Tuesday, April 4, 2017

Tropical Beat

In my opinion, the term 'tropical belt' is a double entendre*. Apart from the area around the equator, it's a perfect term for that region on your body just above the hips. They have a lot in common. Both have a tendency to bulge, and in summer, you wish they didn't exist. If you're not a nudist, you know what I mean. You sit down, get up and there's this horizontal stripe of sweat running around the front of your shirt or top. See? Tropical. Belt.

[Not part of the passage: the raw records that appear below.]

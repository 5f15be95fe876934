use glam::{Mat4, Vec3, Vec4};

/// World up axis. Models rest on the XY plane.
pub const UP: Vec3 = Vec3::Z;

/// Perspective parameters, recomputed on viewport resize.
#[derive(Debug, Clone, Copy, PartialEq)]
pub struct Projection {
    /// Vertical field of view (radians)
    pub fov_y: f32,
    pub aspect: f32,
    pub near: f32,
    pub far: f32,
    pub width: u32,
    pub height: u32,
}

impl Projection {
    pub fn new(width: u32, height: u32) -> Self {
        let mut p = Self {
            fov_y: 45.0_f32.to_radians(),
            aspect: 1.0,
            near: 0.1,
            far: 1000.0,
            width: 1,
            height: 1,
        };
        p.resize(width, height);
        p
    }

    /// Zero-sized viewports are clamped to one pixel.
    pub fn resize(&mut self, width: u32, height: u32) {
        self.width = width.max(1);
        self.height = height.max(1);
        self.aspect = self.width as f32 / self.height as f32;
    }

    pub fn matrix(&self) -> Mat4 {
        Mat4::perspective_rh_gl(self.fov_y, self.aspect, self.near, self.far)
    }
}

/// Position of the camera relative to its target in spherical coordinates.
///
/// `azimuth` is measured in the XY plane from +X, `inclination` from +Z.
#[derive(Debug, Clone, Copy, PartialEq)]
pub struct Spherical {
    pub radius: f32,
    pub azimuth: f32,
    pub inclination: f32,
}

impl Spherical {
    pub fn from_offset(v: Vec3) -> Self {
        let radius = v.length();
        if radius == 0.0 {
            return Self {
                radius: 0.0,
                azimuth: 0.0,
                inclination: 0.0,
            };
        }
        Self {
            radius,
            azimuth: v.y.atan2(v.x),
            inclination: (v.z / radius).clamp(-1.0, 1.0).acos(),
        }
    }

    pub fn to_offset(self) -> Vec3 {
        let (sin_i, cos_i) = self.inclination.sin_cos();
        let (sin_a, cos_a) = self.azimuth.sin_cos();
        Vec3::new(
            self.radius * sin_i * cos_a,
            self.radius * sin_i * sin_a,
            self.radius * cos_i,
        )
    }
}

/// Camera pose and projection for the live viewer.
///
/// Invariant: `position != target`.
#[derive(Debug, Clone, Copy, PartialEq)]
pub struct CameraState {
    pub position: Vec3,
    pub target: Vec3,
    pub projection: Projection,
}

impl CameraState {
    pub fn new(position: Vec3, target: Vec3, projection: Projection) -> Self {
        Self {
            position,
            target,
            projection,
        }
    }

    pub fn offset(&self) -> Vec3 {
        self.position - self.target
    }

    pub fn radius(&self) -> f32 {
        self.offset().length()
    }

    pub fn spherical(&self) -> Spherical {
        Spherical::from_offset(self.offset())
    }

    pub fn set_spherical(&mut self, s: Spherical) {
        self.position = self.target + s.to_offset();
    }

    /// View matrix (world -> camera)
    pub fn view_matrix(&self) -> Mat4 {
        Mat4::look_at_rh(self.position, self.target, UP)
    }

    /// Projection matrix (camera -> clip)
    pub fn projection_matrix(&self) -> Mat4 {
        self.projection.matrix()
    }

    /// Combined view-projection matrix
    pub fn view_projection(&self) -> Mat4 {
        self.projection_matrix() * self.view_matrix()
    }

    /// Keep the depth range proportional to the orbit radius.
    pub fn fit_depth_range(&mut self, scene_radius: f32) {
        let r = self.radius();
        let reach = r + scene_radius.max(r * 0.1);
        self.projection.near = (r * 0.01).max(1e-4);
        self.projection.far = (reach * 4.0).max(self.projection.near * 10.0);
    }

    /// Project a world point to pixel coordinates plus NDC depth.
    pub fn project(&self, point: Vec3) -> Option<Vec3> {
        let clip = self.view_projection() * Vec4::new(point.x, point.y, point.z, 1.0);
        if clip.w <= 0.0 {
            return None;
        }
        let ndc = clip.truncate() / clip.w;
        let w = self.projection.width as f32;
        let h = self.projection.height as f32;
        Some(Vec3::new(
            (ndc.x + 1.0) * 0.5 * w,
            (1.0 - ndc.y) * 0.5 * h,
            ndc.z,
        ))
    }
}
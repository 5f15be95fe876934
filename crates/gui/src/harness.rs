//! Headless test harness driving the live viewer without a window.
//!
//! Input goes through the same `InputEvent` path the eframe host uses, and
//! frames are drawn into the software surface.

use crate::export::{ExportArtifact, Snapshot};
use crate::model::GeneratedSource;
use crate::session::{Viewer, ViewerError, ViewerSettings};
use crate::validation::MeshValidator;
use crate::viewport::camera::CameraState;
use crate::viewport::navigation::InputEvent;
use crate::viewport::render_loop::FrameOutcome;

pub const HARNESS_VIEWPORT: (u32, u32) = (160, 120);

/// Headless test harness: a viewer plus input helpers
pub struct TestHarness {
    viewer: Viewer,
}

impl TestHarness {
    pub fn new() -> Self {
        Self::with_settings(ViewerSettings::default())
    }

    pub fn with_settings(settings: ViewerSettings) -> Self {
        let mut viewer = Viewer::new(settings);
        let (width, height) = HARNESS_VIEWPORT;
        viewer.handle_input(InputEvent::Resize { width, height });
        Self { viewer }
    }

    pub fn viewer(&self) -> &Viewer {
        &self.viewer
    }

    pub fn viewer_mut(&mut self) -> &mut Viewer {
        &mut self.viewer
    }

    // ── Model ─────────────────────────────────────────────────

    /// Load a model script (replaces the current session)
    pub fn load(&mut self, source: &str) -> Result<(), ViewerError> {
        self.viewer.load_source(GeneratedSource::new(source))
    }

    pub fn teardown(&mut self) {
        self.viewer.teardown();
    }

    // ── Input ─────────────────────────────────────────────────

    pub fn send(&mut self, event: InputEvent) -> bool {
        self.viewer.handle_input(event)
    }

    /// Press, move by `(dx, dy)` pixels and release.
    pub fn drag(&mut self, from: (f32, f32), dx: f32, dy: f32) {
        self.send(InputEvent::PointerDown { x: from.0, y: from.1 });
        self.send(InputEvent::PointerMove {
            x: from.0 + dx,
            y: from.1 + dy,
        });
        self.send(InputEvent::PointerUp);
    }

    pub fn wheel(&mut self, notches: f32) {
        self.send(InputEvent::Wheel { notches });
    }

    pub fn resize(&mut self, width: u32, height: u32) {
        self.send(InputEvent::Resize { width, height });
    }

    // ── Drawing + inspection ──────────────────────────────────

    pub fn render_frame(&mut self) -> Option<FrameOutcome> {
        self.viewer.tick()
    }

    pub fn camera(&self) -> Option<CameraState> {
        self.viewer.camera().copied()
    }

    pub fn solid_count(&self) -> usize {
        self.viewer.solids().len()
    }

    pub fn entity_count(&self) -> usize {
        self.viewer.session().map_or(0, |s| s.scene().entities.len())
    }

    pub fn listener_count(&self) -> usize {
        self.viewer.listener_count()
    }

    /// Overlay label of the current error, if any
    pub fn overlay_kind(&self) -> Option<&'static str> {
        self.viewer.overlay().map(ViewerError::kind)
    }

    /// Validator for the mesh of the `index`-th solid
    pub fn validate_mesh(&self, index: usize) -> Option<MeshValidator<'_>> {
        let session = self.viewer.session()?;
        session.meshes().get(index).map(|m| MeshValidator::new(&m.mesh))
    }

    pub fn export(&mut self, identifier: &str) -> Result<ExportArtifact, ViewerError> {
        self.viewer.export_stl(identifier)
    }

    pub fn snapshot(&self) -> Result<Snapshot, ViewerError> {
        self.viewer.snapshot()
    }
}

impl Default for TestHarness {
    fn default() -> Self {
        Self::new()
    }
}

#[cfg(test)]
mod tests {
    use super::*;
    use crate::fixtures;

    #[test]
    fn test_new_harness_empty() {
        let h = TestHarness::new();
        assert_eq!(h.solid_count(), 0);
        assert_eq!(h.listener_count(), 0);
        assert!(h.camera().is_none());
    }

    #[test]
    fn test_load_and_render() {
        let mut h = TestHarness::new();
        h.load(fixtures::CUBE_10).unwrap();
        assert_eq!(h.solid_count(), 1);
        assert_eq!(h.entity_count(), 3);
        assert_eq!(h.render_frame(), Some(FrameOutcome::Drawn { frame: 1 }));
        let camera = h.camera().unwrap();
        assert_eq!((camera.projection.width, camera.projection.height), HARNESS_VIEWPORT);
    }

    #[test]
    fn test_validate_mesh() {
        let mut h = TestHarness::new();
        h.load(fixtures::CUBE_10).unwrap();
        let v = h.validate_mesh(0).unwrap();
        assert!(v.validate_all().is_empty());
        assert!(v.is_closed());
        assert!(v.assert_dimensions_approx([10.0, 10.0, 10.0], 1e-3));
        assert!(h.validate_mesh(1).is_none());
    }
}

In India, we like to say we have no seasons. We can handle it. We don't need snow. We're tough. We chew iron and stare down lions. We walk through fire. In reality though, we're little bitchy kids. We know we have seasons. Mild summer, Hot summer and Sterilizing summer. We walk around in December (mild summer) with a smile but by mid March (hot summer), we start crying. Year after year, we talk about how much hotter it is and we look at each other in despair as we moan, "Oh my God, what's it going to be like in May (sterilizing summer)?!"

Somehow, we survive. The men start walking around the house topless, and the women stare at the men with hatred. Everybody sweats. Almost everybody, actually. But I'm not going to talk about the minority here- they don't deserve it.

Some of us are blessed with scalp sweat. This is when needlessly overactive sweat glands on the scalp produce so many liters per minute that, like Moses parting the sea, the sweat literally parts one hair in a few dozen places and rivulets stream down a person's face. What activates these glands? A hard hour of toil in the field? A hike up a steep hill? No. Turning my head 45 degrees to the right is enough. Instantly, my hair is plastered to my head, my face acquires a ghastly, ghostly complexion, my clothes crumple themselves and my posture is roughly concave, with my shoulders looking at my feet. I'm picturing this refreshing scene as I write it, and it strikes me that this should have been in my 'Why I'm unmarried' write-up. It explains a lot.

These days, I exit the shower like I'm a low-life trying to convince a cop that I'm not dangerous. No sudden movements. Walk slowly, hands spread out. Look straight ahead. Preserve a neutral expression. Even a twitch of the mouth might set things off. Just be cool. Don't be a hero.

When I see these people who look cucumber fresh after a day out, I don't feel bad. Really. I'm perfectly fine with the fact that the life is unfair. But it's hard not to take it personally. That's why I try to avoid standing next to them or talking to them. When your fingers are constantly working on your face like windshield wipers, it's annoying to have to talk to someone who sits there calmly with one bead of sweat daintily glistening on their cheek. That drop is a mockery to your very existence.

This is also why I love animals. Look at dogs. No sweating, just panting. Look at pigs. No sweating, just wallowing in mud. Or elephants. Just a bit of ear flapping. Now that's smart evolution. I could do all that, you know, instead of sweating. Pant, wallow in mud and flap my ears. Really increase my market value. Now you know why I call this summer 'sterilizing'.